* [WORK REQUEST]:
Return, from the data that follows, each line that holds the word "Duration".

+++ SOURCE MATERIAL

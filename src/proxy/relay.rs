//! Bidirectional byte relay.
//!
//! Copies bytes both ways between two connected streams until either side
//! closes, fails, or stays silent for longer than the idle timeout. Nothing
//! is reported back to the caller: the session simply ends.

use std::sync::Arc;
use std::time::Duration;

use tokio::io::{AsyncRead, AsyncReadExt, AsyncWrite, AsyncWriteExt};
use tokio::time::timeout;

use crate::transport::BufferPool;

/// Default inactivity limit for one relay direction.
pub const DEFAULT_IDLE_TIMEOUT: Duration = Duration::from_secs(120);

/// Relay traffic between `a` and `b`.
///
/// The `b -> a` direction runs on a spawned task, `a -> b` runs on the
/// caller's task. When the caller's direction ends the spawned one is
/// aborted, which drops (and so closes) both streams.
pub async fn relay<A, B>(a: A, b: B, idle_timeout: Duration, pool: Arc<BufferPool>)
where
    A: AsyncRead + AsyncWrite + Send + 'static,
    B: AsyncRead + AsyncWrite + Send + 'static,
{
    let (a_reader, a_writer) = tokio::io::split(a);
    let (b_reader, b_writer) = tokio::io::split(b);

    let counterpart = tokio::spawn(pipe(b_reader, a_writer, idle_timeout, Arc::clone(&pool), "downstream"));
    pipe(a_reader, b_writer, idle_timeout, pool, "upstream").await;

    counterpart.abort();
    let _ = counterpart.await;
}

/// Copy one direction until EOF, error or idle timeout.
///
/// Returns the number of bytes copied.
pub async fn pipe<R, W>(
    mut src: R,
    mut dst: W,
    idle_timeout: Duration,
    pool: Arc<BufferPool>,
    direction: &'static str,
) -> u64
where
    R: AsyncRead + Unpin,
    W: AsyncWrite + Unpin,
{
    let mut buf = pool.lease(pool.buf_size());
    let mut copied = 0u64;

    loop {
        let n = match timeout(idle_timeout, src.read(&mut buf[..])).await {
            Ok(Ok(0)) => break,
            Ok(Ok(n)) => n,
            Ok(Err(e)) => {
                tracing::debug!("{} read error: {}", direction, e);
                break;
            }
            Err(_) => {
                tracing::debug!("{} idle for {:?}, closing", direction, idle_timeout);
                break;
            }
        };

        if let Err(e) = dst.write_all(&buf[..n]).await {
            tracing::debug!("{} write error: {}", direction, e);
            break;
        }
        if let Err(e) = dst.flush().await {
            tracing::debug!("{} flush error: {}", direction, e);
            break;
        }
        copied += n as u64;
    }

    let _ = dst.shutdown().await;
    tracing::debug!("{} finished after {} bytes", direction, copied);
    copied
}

++++++
+++ SOURCE MATERIAL

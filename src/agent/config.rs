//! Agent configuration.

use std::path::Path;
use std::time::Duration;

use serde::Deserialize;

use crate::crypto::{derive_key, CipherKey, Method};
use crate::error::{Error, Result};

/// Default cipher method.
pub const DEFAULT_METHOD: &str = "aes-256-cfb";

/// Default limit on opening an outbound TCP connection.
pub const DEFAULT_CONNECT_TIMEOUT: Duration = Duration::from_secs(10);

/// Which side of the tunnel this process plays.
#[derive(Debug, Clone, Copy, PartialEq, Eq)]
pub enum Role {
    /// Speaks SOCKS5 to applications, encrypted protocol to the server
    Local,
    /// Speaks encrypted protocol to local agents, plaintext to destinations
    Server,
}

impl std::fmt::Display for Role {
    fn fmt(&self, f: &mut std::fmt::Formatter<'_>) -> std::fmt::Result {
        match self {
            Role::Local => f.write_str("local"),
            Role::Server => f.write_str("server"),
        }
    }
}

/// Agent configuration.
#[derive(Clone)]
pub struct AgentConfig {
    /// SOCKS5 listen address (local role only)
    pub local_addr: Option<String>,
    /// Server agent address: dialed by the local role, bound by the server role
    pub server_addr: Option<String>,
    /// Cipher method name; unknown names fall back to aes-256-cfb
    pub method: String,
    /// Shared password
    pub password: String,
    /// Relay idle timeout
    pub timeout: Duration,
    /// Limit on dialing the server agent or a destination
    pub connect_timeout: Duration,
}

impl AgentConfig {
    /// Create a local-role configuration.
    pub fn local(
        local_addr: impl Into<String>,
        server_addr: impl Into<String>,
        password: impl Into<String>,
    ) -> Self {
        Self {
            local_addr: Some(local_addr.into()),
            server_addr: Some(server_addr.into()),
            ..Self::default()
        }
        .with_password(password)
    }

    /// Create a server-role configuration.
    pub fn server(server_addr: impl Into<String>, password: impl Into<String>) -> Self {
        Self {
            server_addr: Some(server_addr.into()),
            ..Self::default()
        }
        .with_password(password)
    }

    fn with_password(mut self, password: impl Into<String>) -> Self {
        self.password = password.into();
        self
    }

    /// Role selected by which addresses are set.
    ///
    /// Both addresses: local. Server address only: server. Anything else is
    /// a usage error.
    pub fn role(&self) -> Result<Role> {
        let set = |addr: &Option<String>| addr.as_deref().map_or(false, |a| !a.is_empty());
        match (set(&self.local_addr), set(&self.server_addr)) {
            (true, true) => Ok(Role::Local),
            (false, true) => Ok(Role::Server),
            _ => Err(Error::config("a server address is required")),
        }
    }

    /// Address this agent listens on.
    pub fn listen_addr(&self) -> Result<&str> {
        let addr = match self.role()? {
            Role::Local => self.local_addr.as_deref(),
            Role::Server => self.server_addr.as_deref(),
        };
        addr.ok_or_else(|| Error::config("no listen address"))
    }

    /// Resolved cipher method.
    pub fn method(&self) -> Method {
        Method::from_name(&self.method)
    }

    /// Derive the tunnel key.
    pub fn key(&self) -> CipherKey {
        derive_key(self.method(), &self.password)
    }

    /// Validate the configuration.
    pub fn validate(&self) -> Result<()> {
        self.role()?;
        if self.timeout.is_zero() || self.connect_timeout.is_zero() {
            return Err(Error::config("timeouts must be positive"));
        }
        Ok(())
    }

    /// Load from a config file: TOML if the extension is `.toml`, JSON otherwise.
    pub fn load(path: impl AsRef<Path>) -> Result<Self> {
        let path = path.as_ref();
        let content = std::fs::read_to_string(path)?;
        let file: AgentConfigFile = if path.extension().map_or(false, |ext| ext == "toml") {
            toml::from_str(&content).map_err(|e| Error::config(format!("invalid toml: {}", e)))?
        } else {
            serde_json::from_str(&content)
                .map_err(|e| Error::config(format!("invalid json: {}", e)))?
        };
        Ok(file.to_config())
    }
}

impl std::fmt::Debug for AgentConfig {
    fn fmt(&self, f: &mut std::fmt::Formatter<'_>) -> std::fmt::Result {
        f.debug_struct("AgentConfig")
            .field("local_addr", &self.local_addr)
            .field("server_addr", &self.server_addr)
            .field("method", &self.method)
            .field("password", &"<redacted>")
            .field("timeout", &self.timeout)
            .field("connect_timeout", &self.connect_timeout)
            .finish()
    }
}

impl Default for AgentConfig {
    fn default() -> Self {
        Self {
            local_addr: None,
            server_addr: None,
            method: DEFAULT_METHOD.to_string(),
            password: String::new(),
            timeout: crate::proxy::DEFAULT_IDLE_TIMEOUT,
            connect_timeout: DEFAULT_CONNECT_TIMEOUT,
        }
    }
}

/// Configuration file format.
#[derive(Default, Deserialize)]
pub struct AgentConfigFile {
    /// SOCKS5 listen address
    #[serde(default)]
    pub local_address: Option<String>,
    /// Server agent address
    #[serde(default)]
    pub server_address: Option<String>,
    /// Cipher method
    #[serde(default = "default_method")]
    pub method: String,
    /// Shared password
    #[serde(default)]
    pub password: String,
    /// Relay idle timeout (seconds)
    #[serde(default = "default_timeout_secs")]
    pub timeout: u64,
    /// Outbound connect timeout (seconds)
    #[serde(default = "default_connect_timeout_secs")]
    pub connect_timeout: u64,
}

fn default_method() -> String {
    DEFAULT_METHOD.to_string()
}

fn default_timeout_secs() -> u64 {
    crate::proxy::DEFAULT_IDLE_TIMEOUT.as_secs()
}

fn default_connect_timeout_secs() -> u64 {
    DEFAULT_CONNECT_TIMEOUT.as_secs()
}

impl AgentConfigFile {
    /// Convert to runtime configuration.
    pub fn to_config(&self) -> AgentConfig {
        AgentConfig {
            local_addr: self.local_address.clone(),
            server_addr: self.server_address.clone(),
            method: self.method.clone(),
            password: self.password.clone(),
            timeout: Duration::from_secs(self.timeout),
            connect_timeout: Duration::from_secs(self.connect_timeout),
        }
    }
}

++++++

* [RESPONSE TO THE EXERCISE]:
use std::time::Duration;
pub const DEFAULT_IDLE_TIMEOUT: Duration = Duration::from_secs(120);
pub async fn relay<A, B>(a: A, b: B, idle_timeout: Duration, pool: Arc<BufferPool>)
    idle_timeout: Duration,
use std::time::Duration;
pub const DEFAULT_CONNECT_TIMEOUT: Duration = Duration::from_secs(10);
    pub timeout: Duration,
    pub connect_timeout: Duration,
            timeout: Duration::from_secs(self.timeout),
            connect_timeout: Duration::from_secs(self.connect_timeout),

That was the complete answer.